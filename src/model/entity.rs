//! Film records produced by the catalog crawl

use serde::{Deserialize, Deserializer, Serialize};

/// Slug recorded for films whose link has no recognizable slug segment
pub const NO_SLUG: &str = "No slug";

/// One film from the catalog listing
///
/// Catalog order is meaningful: the fan crawl's start and stop markers select a
/// contiguous window of this sequence by name.
#[derive(Debug, Clone, PartialEq, Eq, Serialize, Deserialize)]
pub struct Entity {
    #[serde(alias = "filmName")]
    pub name: String,

    #[serde(alias = "filmLink")]
    pub link: String,

    #[serde(default = "no_slug")]
    pub slug: String,

    #[serde(
        default,
        deserialize_with = "optional_field",
        skip_serializing_if = "Option::is_none"
    )]
    pub rating: Option<String>,

    #[serde(
        rename = "posterUrl",
        default,
        deserialize_with = "optional_field",
        skip_serializing_if = "Option::is_none"
    )]
    pub poster_url: Option<String>,
}

impl Entity {
    /// Creates a film record, deriving its slug from `link`
    pub fn new(name: impl Into<String>, link: impl Into<String>, slug_marker: &str) -> Self {
        let link = link.into();
        let slug = slug_from_link(&link, slug_marker);
        Self {
            name: name.into(),
            link,
            slug,
            rating: None,
            poster_url: None,
        }
    }

    pub fn with_rating(mut self, rating: Option<String>) -> Self {
        self.rating = rating;
        self
    }

    pub fn with_poster(mut self, poster_url: Option<String>) -> Self {
        self.poster_url = poster_url;
        self
    }

    pub fn has_slug(&self) -> bool {
        self.slug != NO_SLUG
    }
}

/// Extracts the slug from a film link
///
/// The slug is the text after `marker` up to the next `/`, so
/// `https://letterboxd.com/film/fight-club/` with marker `/film/` yields
/// `fight-club`. A missing marker or an empty segment yields [`NO_SLUG`].
pub fn slug_from_link(link: &str, marker: &str) -> String {
    link.split_once(marker)
        .and_then(|(_, rest)| rest.split('/').next())
        .filter(|slug| !slug.is_empty())
        .map(str::to_string)
        .unwrap_or_else(no_slug)
}

fn no_slug() -> String {
    NO_SLUG.to_string()
}

/// Placeholders older catalog snapshots stored in place of missing values
const LEGACY_PLACEHOLDERS: [&str; 2] = ["No rating", "No image"];

fn optional_field<'de, D>(deserializer: D) -> Result<Option<String>, D::Error>
where
    D: Deserializer<'de>,
{
    let value = Option::<String>::deserialize(deserializer)?;
    Ok(value.filter(|v| !v.is_empty() && !LEGACY_PLACEHOLDERS.contains(&v.as_str())))
}

#[cfg(test)]
mod tests {
    use super::*;

    #[test]
    fn test_slug_from_link() {
        assert_eq!(
            slug_from_link("https://letterboxd.com/film/fight-club/", "/film/"),
            "fight-club"
        );
        assert_eq!(
            slug_from_link("https://letterboxd.com/film/heat-1995", "/film/"),
            "heat-1995"
        );
        assert_eq!(
            slug_from_link("https://letterboxd.com/film/zodiac/reviews/", "/film/"),
            "zodiac"
        );
    }

    #[test]
    fn test_slug_sentinel() {
        assert_eq!(slug_from_link("https://letterboxd.com/films/", "/film/"), NO_SLUG);
        assert_eq!(slug_from_link("https://letterboxd.com/film/", "/film/"), NO_SLUG);
        assert_eq!(slug_from_link("No link", "/film/"), NO_SLUG);
    }

    #[test]
    fn test_new_derives_slug() {
        let entity = Entity::new("Zodiac", "https://letterboxd.com/film/zodiac/", "/film/");
        assert_eq!(entity.slug, "zodiac");
        assert!(entity.has_slug());
        assert_eq!(entity.rating, None);
    }

    #[test]
    fn test_serialized_field_names() {
        let entity = Entity::new("Heat", "https://letterboxd.com/film/heat-1995/", "/film/")
            .with_rating(Some("4.21".to_string()))
            .with_poster(Some("https://a.ltrbxd.com/heat.jpg".to_string()));
        let json = serde_json::to_value(&entity).unwrap();

        assert_eq!(json["name"], "Heat");
        assert_eq!(json["link"], "https://letterboxd.com/film/heat-1995/");
        assert_eq!(json["slug"], "heat-1995");
        assert_eq!(json["rating"], "4.21");
        assert_eq!(json["posterUrl"], "https://a.ltrbxd.com/heat.jpg");
    }

    #[test]
    fn test_reads_legacy_records() {
        let json = r#"{
            "filmName": "Fight Club",
            "rating": "4.27",
            "posterUrl": "https://a.ltrbxd.com/fight-club.jpg",
            "filmLink": "https://letterboxd.com/film/fight-club/",
            "slug": "fight-club"
        }"#;
        let entity: Entity = serde_json::from_str(json).unwrap();

        assert_eq!(entity.name, "Fight Club");
        assert_eq!(entity.link, "https://letterboxd.com/film/fight-club/");
        assert_eq!(entity.slug, "fight-club");
        assert_eq!(entity.rating.as_deref(), Some("4.27"));
    }

    #[test]
    fn test_missing_slug_reads_as_sentinel() {
        let json = r#"{"name": "Untitled", "link": "https://letterboxd.com/list/x/"}"#;
        let entity: Entity = serde_json::from_str(json).unwrap();
        assert_eq!(entity.slug, NO_SLUG);
        assert!(!entity.has_slug());
    }

    #[test]
    fn test_legacy_placeholders_read_as_missing() {
        let json = r#"{
            "filmName": "Obscure Short",
            "rating": "No rating",
            "posterUrl": "No image",
            "filmLink": "https://letterboxd.com/film/obscure-short/"
        }"#;
        let entity: Entity = serde_json::from_str(json).unwrap();

        assert_eq!(entity.rating, None);
        assert_eq!(entity.poster_url, None);
        assert_eq!(entity.slug, NO_SLUG);

        let json = serde_json::to_value(&entity).unwrap();
        assert!(json.get("rating").is_none());
    }
}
==================================================
The reply should hold only the lines from the beginning of the listing to the line with "let slug = slug_from_link(&link, slug_marker);", both ends included, unchanged.

filename src/model/entity.rs
//! Film records produced by the catalog crawl

use serde::{Deserialize, Deserializer, Serialize};

/// Slug recorded for films whose link has no recognizable slug segment
pub const NO_SLUG: &str = "No slug";

/// One film from the catalog listing
///
/// Catalog order is meaningful: the fan crawl's start and stop markers select a
/// contiguous window of this sequence by name.
#[derive(Debug, Clone, PartialEq, Eq, Serialize, Deserialize)]
pub struct Entity {
    #[serde(alias = "filmName")]
    pub name: String,

    #[serde(alias = "filmLink")]
    pub link: String,

    #[serde(default = "no_slug")]
    pub slug: String,

    #[serde(
        default,
        deserialize_with = "optional_field",
        skip_serializing_if = "Option::is_none"
    )]
    pub rating: Option<String>,

    #[serde(
        rename = "posterUrl",
        default,
        deserialize_with = "optional_field",
        skip_serializing_if = "Option::is_none"
    )]
    pub poster_url: Option<String>,
}

impl Entity {
    /// Creates a film record, deriving its slug from `link`
    pub fn new(name: impl Into<String>, link: impl Into<String>, slug_marker: &str) -> Self {
        let link = link.into();
        let slug = slug_from_link(&link, slug_marker);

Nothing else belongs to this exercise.